ONDERZOEK NAAR HET VOORKOMEN VAN DE STEENUIL

Athene noctua te LOKEREN TIJDENS HET BROEDSEIZOEN 1998.

Joris Everaert

 

INLEIDING

In Vlaanderen is de Steenuil een vrij talrijke broedvogel. In 1989 werd het bestand geschat op zo'n 2000 broedparen (Vercauteren). Gedurende de voorbije decennia werd echter een daling van het broedbestand vastgesteld. Zijn voorkeursbiotoop is vooral het kleinschalig cultuurlandschap, zoals weilanden omzoomd met knotwilgen, oude boomgaarden en houtwallen. Er wordt gebroed in holten van knotwilgen, appelbomen, konijnenpijpen, schuren, e.a.

DOEL EN METHODE

Enkele medewerkers van de huidige Vogelwerkgroep Durme & Schelde ( nu geïntegreerd binnen Durme vzw ) voerden in 1993 een inventarisatie uit van het grondgebied Lokeren (6749 ha ). Deze leverde 31 zangposten op. (Mauro)

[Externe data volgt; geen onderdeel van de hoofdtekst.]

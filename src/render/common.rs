use bytemuck::{Pod, Zeroable};
use glam::{Mat3, Mat4, Vec3, Vec4};

/// Camera parameters consumed by the renderer's uniform buffer.
#[derive(Clone, Debug, PartialEq)]
pub struct CameraParams {
    pub view_proj: Mat4,
    pub position: Vec3,
}

/// Lighting state consumed by the renderer's uniform buffer.
#[derive(Clone, Debug, PartialEq)]
pub struct LightParams {
    /// Ambient colour already multiplied by its intensity.
    pub ambient: Vec3,
    /// Unit vector from a lit surface towards the directional light.
    pub direction: Vec3,
    pub color: Vec3,
    pub intensity: f32,
}

#[repr(C)]
#[derive(Clone, Copy, Debug, PartialEq, Pod, Zeroable)]
pub(crate) struct GlobalUniform {
    pub view_proj: [[f32; 4]; 4],
    pub camera_position: [f32; 4],
    pub ambient: [f32; 4],
    pub light_direction: [f32; 4],
    pub light_color: [f32; 4],
}

impl GlobalUniform {
    pub fn new(camera: &CameraParams, light: &LightParams) -> Self {
        Self {
            view_proj: camera.view_proj.to_cols_array_2d(),
            camera_position: camera.position.extend(1.0).into(),
            ambient: light.ambient.extend(1.0).into(),
            light_direction: light.direction.normalize_or_zero().extend(0.0).into(),
            light_color: light.color.extend(light.intensity).into(),
        }
    }
}

#[repr(C)]
#[derive(Clone, Copy, Debug, PartialEq, Pod, Zeroable)]
pub(crate) struct ObjectConstants {
    pub model: [[f32; 4]; 4],
    pub normal: [[f32; 4]; 3],
    pub color: [f32; 4],
}

impl ObjectConstants {
    pub fn new(model: Mat4, color: Vec4) -> Self {
        Self {
            model: model.to_cols_array_2d(),
            normal: mat3_to_3x4(normal_matrix(model)),
            color: color.into(),
        }
    }
}

fn normal_matrix(model: Mat4) -> Mat3 {
    let linear = Mat3::from_mat4(model);
    if linear.determinant().abs() <= f32::EPSILON {
        return Mat3::IDENTITY;
    }
    linear.inverse().transpose()
}

fn mat3_to_3x4(matrix: Mat3) -> [[f32; 4]; 3] {
    let cols = matrix.to_cols_array();
    [
        [cols[0], cols[1], cols[2], 0.0],
        [cols[3], cols[4], cols[5], 0.0],
        [cols[6], cols[7], cols[8], 0.0],
    ]
}

/// Indices of `centers` ordered from the farthest to the nearest point
/// as seen from `eye`, the order blended surfaces must be drawn in.
pub(crate) fn back_to_front(centers: &[Vec3], eye: Vec3) -> Vec<usize> {
    let mut order: Vec<usize> = (0..centers.len()).collect();
    order.sort_by(|&a, &b| {
        let da = centers[a].distance_squared(eye);
        let db = centers[b].distance_squared(eye);
        db.total_cmp(&da)
    });
    order
}

#[cfg(test)]
mod tests {
    use super::*;

    #[test]
    fn uniforms_match_wgsl_layout() {
        assert_eq!(std::mem::size_of::<GlobalUniform>(), 128);
        assert_eq!(std::mem::size_of::<ObjectConstants>(), 128);
    }

    #[test]
    fn global_uniform_packs_lights() {
        let camera = CameraParams {
            view_proj: Mat4::IDENTITY,
            position: Vec3::new(1.0, 2.0, 3.0),
        };
        let light = LightParams {
            ambient: Vec3::splat(0.5),
            direction: Vec3::new(0.0, 2.0, 0.0),
            color: Vec3::ONE,
            intensity: 0.8,
        };
        let uniform = GlobalUniform::new(&camera, &light);
        assert_eq!(uniform.camera_position, [1.0, 2.0, 3.0, 1.0]);
        assert_eq!(uniform.ambient, [0.5, 0.5, 0.5, 1.0]);
        assert_eq!(uniform.light_direction, [0.0, 1.0, 0.0, 0.0]);
        assert_eq!(uniform.light_color, [1.0, 1.0, 1.0, 0.8]);
    }

    #[test]
    fn normal_matrix_undoes_non_uniform_scale() {
        let constants = ObjectConstants::new(Mat4::from_scale(Vec3::new(2.0, 1.0, 1.0)), Vec4::ONE);
        assert_eq!(constants.normal[0], [0.5, 0.0, 0.0, 0.0]);
        assert_eq!(constants.normal[1], [0.0, 1.0, 0.0, 0.0]);
    }

    #[test]
    fn flattened_transform_keeps_identity_normals() {
        let constants = ObjectConstants::new(Mat4::from_scale(Vec3::new(1.0, 0.0, 1.0)), Vec4::ONE);
        assert_eq!(constants.normal[1], [0.0, 1.0, 0.0, 0.0]);
    }

    #[test]
    fn blended_parts_sort_far_to_near() {
        let centers = [Vec3::new(0.0, 0.0, 1.0), Vec3::new(0.0, 0.0, 9.0), Vec3::new(0.0, 0.0, 4.0)];
        assert_eq!(back_to_front(&centers, Vec3::ZERO), vec![1, 2, 0]);
    }
}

In het broedseizoen 1996 toonde een controle van de populatie te Daknam echter een zorgwekkende daling . Als gevolg hiervan werd eind 1996 een project opgestart door de Vogelwerkgroep Durme & Schelde, samen met Durme vzw en Vogelbescherming Waasland. Er werden toen een vijftigtal munitiekisten tot volwaardige nestkasten omgetoverd en opgehangen.Wegens technische redenen moesten de nestkasten bovenaan volledig worden dichtgemaakt. Daardoor is het zogoed als onmogelijk om met zekerheid vast te stellen of een nestkast bezet is. De nestkasten werden geïnstalleerd in het noordelijk deel van Lokeren (Daknam, Eksaarde, Doorslaar), met name voornamelijk in de stroken bestemd voor natuurinrichting van de ruilverkaveling (Eksaarde, Doorslaar).Het project werd opgenomen in het Gemeentelijk Natuurontwikkelingsplan (GNOP).

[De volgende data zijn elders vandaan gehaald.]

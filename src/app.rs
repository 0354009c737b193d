use std::sync::Arc;

use anyhow::{anyhow, Result};
use glam::Vec2;
use log::warn;
use winit::dpi::PhysicalSize;
use winit::event::{
    ElementState, Event, KeyEvent, MouseButton as WinitMouseButton, MouseScrollDelta, WindowEvent,
};
use winit::event_loop::ActiveEventLoop;
use winit::keyboard::{KeyCode as WinitKeyCode, PhysicalKey};

use crate::input::{InputState, KeyCode, MouseButton, NamedKey};
use crate::loader::ModelLoader;
use crate::render::Renderer;
use crate::viewer::{LoadFailure, LoadReport, ViewerContext};

/// Pixels of trackpad scrolling that count as one wheel step.
const PIXELS_PER_WHEEL_STEP: f32 = 50.0;

/// Called once for every file that fails to load.
pub type FailureHandler = Box<dyn FnMut(&LoadFailure)>;

/// Event handling shared by the desktop and browser front ends.
pub struct ViewerApp {
    renderer: Renderer,
    pub viewer: ViewerContext,
    loader: ModelLoader,
    input: Arc<InputState>,
    max_pixel_ratio: f64,
    report: LoadReport,
    on_failure: Option<FailureHandler>,
}

impl ViewerApp {
    pub fn new(
        renderer: Renderer,
        viewer: ViewerContext,
        loader: ModelLoader,
        input: Arc<InputState>,
        max_pixel_ratio: f64,
    ) -> Self {
        let mut app = Self {
            renderer,
            viewer,
            loader,
            input,
            max_pixel_ratio,
            report: LoadReport::default(),
            on_failure: None,
        };
        let size = app.renderer.window().inner_size();
        app.handle_resize(size);
        app
    }

    pub fn loader(&self) -> &ModelLoader {
        &self.loader
    }

    /// Everything applied since the app started.
    pub fn report(&self) -> &LoadReport {
        &self.report
    }

    pub fn on_load_failure(&mut self, handler: impl FnMut(&LoadFailure) + 'static) {
        self.on_failure = Some(Box::new(handler));
    }

    pub fn process_event(&mut self, event: &Event<()>, elwt: &ActiveEventLoop) -> Result<()> {
        match event {
            Event::WindowEvent { event, window_id } if *window_id == self.renderer.window_id() => {
                match event {
                    WindowEvent::CloseRequested => elwt.exit(),
                    WindowEvent::Resized(size) => self.handle_resize(*size),
                    WindowEvent::ScaleFactorChanged { .. } => {
                        let size = self.renderer.window().inner_size();
                        self.handle_resize(size);
                    }
                    WindowEvent::KeyboardInput { event, .. } => self.handle_keyboard(event),
                    WindowEvent::MouseInput { state, button, .. } => {
                        self.handle_mouse_button(*state, *button)
                    }
                    WindowEvent::CursorMoved { position, .. } => {
                        let pos = Vec2::new(position.x as f32, position.y as f32);
                        self.input.set_mouse_position(pos);
                    }
                    WindowEvent::CursorLeft { .. } => self.input.clear_mouse_position(),
                    WindowEvent::MouseWheel { delta, .. } => {
                        self.input.add_scroll(wheel_steps(delta));
                    }
                    #[cfg(not(target_arch = "wasm32"))]
                    WindowEvent::DroppedFile(path) => {
                        log::info!("loading dropped file {}", path.display());
                        self.loader.load_paths(vec![path.clone()]);
                    }
                    WindowEvent::RedrawRequested => self.render_frame()?,
                    _ => {}
                }
            }
            Event::AboutToWait => {
                self.renderer.window().request_redraw();
            }
            _ => {}
        }
        Ok(())
    }

    /// Applies finished loads and input, advances the controls and draws.
    fn render_frame(&mut self) -> Result<()> {
        let outcomes = self.loader.drain();
        if !outcomes.is_empty() {
            let report = self.viewer.apply_outcomes(outcomes);
            notify_failures(self.on_failure.as_mut(), &report.failures);
            self.report.merge(report);
        }
        self.renderer.sync_scene(&self.viewer.scene);

        self.viewer.apply_input(&self.input);
        self.viewer.tick();

        let camera = self.viewer.camera_params();
        let light = self.viewer.light_params();
        self.renderer.update_globals(&camera, &light);
        if let Err(err) = self.renderer.render() {
            match err {
                wgpu::SurfaceError::Lost | wgpu::SurfaceError::Outdated => {
                    self.renderer.reconfigure();
                }
                wgpu::SurfaceError::OutOfMemory => {
                    return Err(anyhow!("GPU is out of memory"));
                }
                wgpu::SurfaceError::Timeout => {
                    warn!("Surface timeout; retrying next frame");
                }
                wgpu::SurfaceError::Other => {
                    warn!("Surface reported an unknown error; retrying next frame");
                }
            }
        }
        Ok(())
    }

    fn handle_resize(&mut self, size: PhysicalSize<u32>) {
        let size = if cfg!(target_arch = "wasm32") {
            let scale = self.renderer.window().scale_factor();
            capped_surface_size(size, scale, self.max_pixel_ratio)
        } else {
            size
        };
        self.renderer.resize(size);
        self.viewer.resize(size.width, size.height);
    }

    fn handle_keyboard(&self, event: &KeyEvent) {
        let Some(keycode) = map_keycode(&event.physical_key) else {
            return;
        };
        if event.repeat {
            return;
        }
        match event.state {
            ElementState::Pressed => self.input.set_key_down(keycode),
            ElementState::Released => self.input.set_key_up(keycode),
        }
    }

    fn handle_mouse_button(&self, state: ElementState, button: WinitMouseButton) {
        let button = map_mouse_button(button);
        match state {
            ElementState::Pressed => self.input.set_mouse_button_down(button),
            ElementState::Released => self.input.set_mouse_button_up(button),
        }
    }
}

fn notify_failures(handler: Option<&mut FailureHandler>, failures: &[LoadFailure]) {
    if let Some(handler) = handler {
        failures.iter().for_each(|failure| handler(failure));
    }
}

/// Size of the drawing buffer for a window of `physical` pixels on a display
/// with `scale_factor`, when the effective pixel ratio may not exceed `max_ratio`.
pub fn capped_surface_size(physical: PhysicalSize<u32>, scale_factor: f64, max_ratio: f64) -> PhysicalSize<u32> {
    if !(scale_factor.is_finite() && max_ratio.is_finite()) || max_ratio <= 0.0 || scale_factor <= max_ratio {
        return physical;
    }
    let factor = max_ratio / scale_factor;
    PhysicalSize::new(
        ((physical.width as f64 * factor).round() as u32).max(1),
        ((physical.height as f64 * factor).round() as u32).max(1),
    )
}

/// Converts a wheel event into dolly steps; positive values zoom out.
pub fn wheel_steps(delta: &MouseScrollDelta) -> f32 {
    match delta {
        MouseScrollDelta::LineDelta(_, y) => -y,
        MouseScrollDelta::PixelDelta(position) => -(position.y as f32) / PIXELS_PER_WHEEL_STEP,
    }
}

pub fn map_mouse_button(button: WinitMouseButton) -> MouseButton {
    match button {
        WinitMouseButton::Left => MouseButton::LEFT,
        WinitMouseButton::Middle => MouseButton::MIDDLE,
        WinitMouseButton::Right => MouseButton::RIGHT,
        WinitMouseButton::Back => MouseButton::new(3),
        WinitMouseButton::Forward => MouseButton::new(4),
        WinitMouseButton::Other(value) => MouseButton::new(value.min(u8::MAX as u16) as u8),
    }
}

pub fn map_keycode(key: &PhysicalKey) -> Option<KeyCode> {
    let PhysicalKey::Code(code) = key else {
        return None;
    };
    use WinitKeyCode as Key;
    Some(match code {
        Key::Space => KeyCode::Named(NamedKey::Space),
        Key::Enter | Key::NumpadEnter => KeyCode::Named(NamedKey::Enter),
        Key::Escape => KeyCode::Named(NamedKey::Escape),
        Key::Home => KeyCode::Named(NamedKey::Home),
        Key::ArrowLeft => KeyCode::Named(NamedKey::Left),
        Key::ArrowRight => KeyCode::Named(NamedKey::Right),
        Key::ArrowUp => KeyCode::Named(NamedKey::Up),
        Key::ArrowDown => KeyCode::Named(NamedKey::Down),
        Key::Digit0 => KeyCode::Digit(0),
        Key::Digit1 => KeyCode::Digit(1),
        Key::Digit2 => KeyCode::Digit(2),
        Key::Digit3 => KeyCode::Digit(3),
        Key::Digit4 => KeyCode::Digit(4),
        Key::Digit5 => KeyCode::Digit(5),
        Key::Digit6 => KeyCode::Digit(6),
        Key::Digit7 => KeyCode::Digit(7),
        Key::Digit8 => KeyCode::Digit(8),
        Key::Digit9 => KeyCode::Digit(9),
        Key::KeyA => KeyCode::Character('A'),
        Key::KeyB => KeyCode::Character('B'),
        Key::KeyC => KeyCode::Character('C'),
        Key::KeyD => KeyCode::Character('D'),
        Key::KeyE => KeyCode::Character('E'),
        Key::KeyF => KeyCode::Character('F'),
        Key::KeyG => KeyCode::Character('G'),
        Key::KeyH => KeyCode::Character('H'),
        Key::KeyI => KeyCode::Character('I'),
        Key::KeyJ => KeyCode::Character('J'),
        Key::KeyK => KeyCode::Character('K'),
        Key::KeyL => KeyCode::Character('L'),
        Key::KeyM => KeyCode::Character('M'),
        Key::KeyN => KeyCode::Character('N'),
        Key::KeyO => KeyCode::Character('O'),
        Key::KeyP => KeyCode::Character('P'),
        Key::KeyQ => KeyCode::Character('Q'),
        Key::KeyR => KeyCode::Character('R'),
        Key::KeyS => KeyCode::Character('S'),
        Key::KeyT => KeyCode::Character('T'),
        Key::KeyU => KeyCode::Character('U'),
        Key::KeyV => KeyCode::Character('V'),
        Key::KeyW => KeyCode::Character('W'),
        Key::KeyX => KeyCode::Character('X'),
        Key::KeyY => KeyCode::Character('Y'),
        Key::KeyZ => KeyCode::Character('Z'),
        _ => return None,
    })
}

/// Prints the loaded models and the resulting camera placement.
pub fn print_summary(viewer: &ViewerContext, report: &LoadReport) {
    println!("Loaded {} model(s):", report.loaded.len());
    for (id, name) in &report.loaded {
        let Some(object) = viewer.scene.get(*id) else {
            continue;
        };
        println!(
            " - {} ({} parts, {} triangles)",
            name,
            object.parts.len(),
            object.triangle_count()
        );
    }
    for failure in &report.failures {
        println!(" ! {}: {}", failure.name, failure.error);
    }
    if let Some(bounds) = viewer.scene_bounds() {
        let (min, max) = (bounds.min(), bounds.max());
        println!(
            "Scene bounds min=({:.3}, {:.3}, {:.3}) max=({:.3}, {:.3}, {:.3})",
            min.x, min.y, min.z, max.x, max.y, max.z
        );
    }
    let camera = &viewer.camera;
    let target = viewer.camera_target();
    println!(
        "Camera pos=({:.3}, {:.3}, {:.3}) target=({:.3}, {:.3}, {:.3}) near={:.4} far={:.4}",
        camera.position.x,
        camera.position.y,
        camera.position.z,
        target.x,
        target.y,
        target.z,
        camera.near,
        camera.far
    );
    if let Some(framing) = &report.framing {
        println!(
            "Framing max_dim={:.3} camera_z={:.3} max_distance={:.3}",
            framing.max_dim, framing.camera_z, viewer.controls.max_distance
        );
    }
}

#[cfg(test)]
mod tests {
    use std::cell::RefCell;
    use std::rc::Rc;

    use winit::dpi::PhysicalPosition;

    use super::*;

    #[test]
    fn pixel_ratio_is_capped() {
        let size = PhysicalSize::new(3000, 1500);
        assert_eq!(capped_surface_size(size, 3.0, 2.0), PhysicalSize::new(2000, 1000));
        assert_eq!(capped_surface_size(size, 1.5, 2.0), size);
        assert_eq!(capped_surface_size(size, 0.0, 2.0), size);
    }

    #[test]
    fn wheel_up_zooms_in() {
        assert!(wheel_steps(&MouseScrollDelta::LineDelta(0.0, 1.0)) < 0.0);
        let pixels = MouseScrollDelta::PixelDelta(PhysicalPosition::new(0.0, -100.0));
        assert_eq!(wheel_steps(&pixels), 2.0);
    }

    #[test]
    fn maps_frame_key_and_buttons() {
        assert_eq!(
            map_keycode(&PhysicalKey::Code(WinitKeyCode::KeyF)),
            Some(KeyCode::FRAME_ALL)
        );
        assert_eq!(map_keycode(&PhysicalKey::Code(WinitKeyCode::ShiftLeft)), None);
        assert_eq!(map_mouse_button(WinitMouseButton::Right), MouseButton::RIGHT);
        assert_eq!(map_mouse_button(WinitMouseButton::Middle), MouseButton::MIDDLE);
    }

    #[test]
    fn every_failure_reaches_the_handler() {
        let seen = Rc::new(RefCell::new(Vec::new()));
        let sink = Rc::clone(&seen);
        let mut handler: FailureHandler = Box::new(move |failure: &LoadFailure| {
            sink.borrow_mut().push(failure.name.clone());
        });
        let failures = vec![
            LoadFailure {
                name: "a.ifc".into(),
                error: "not an IFC file".into(),
            },
            LoadFailure {
                name: "b.ifc".into(),
                error: "no geometry".into(),
            },
        ];
        notify_failures(Some(&mut handler), &failures);
        notify_failures(None, &failures);
        assert_eq!(*seen.borrow(), vec!["a.ifc".to_string(), "b.ifc".to_string()]);
    }
}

Om het broedbestand te volgen en het effect van de opgehangen nestkasten na te gaan, heeft de auteur in 1998 een grondige inventarisatie verricht van het grondgebied Lokeren. De gebruikte inventarisatiemethode is deze der territoriumkartering. Gedurende de maanden maart en april werden op verspreide dagen telkens tussen 21 en 24 uur zingende mannetjes in kaart gebracht. Net zoals bij de vorige inventarisaties is ook gebruik gemaakt van een bandopnemer met imitatiegeluid, doordat anders een onvolledig beeld verkregen wordt van de populatie.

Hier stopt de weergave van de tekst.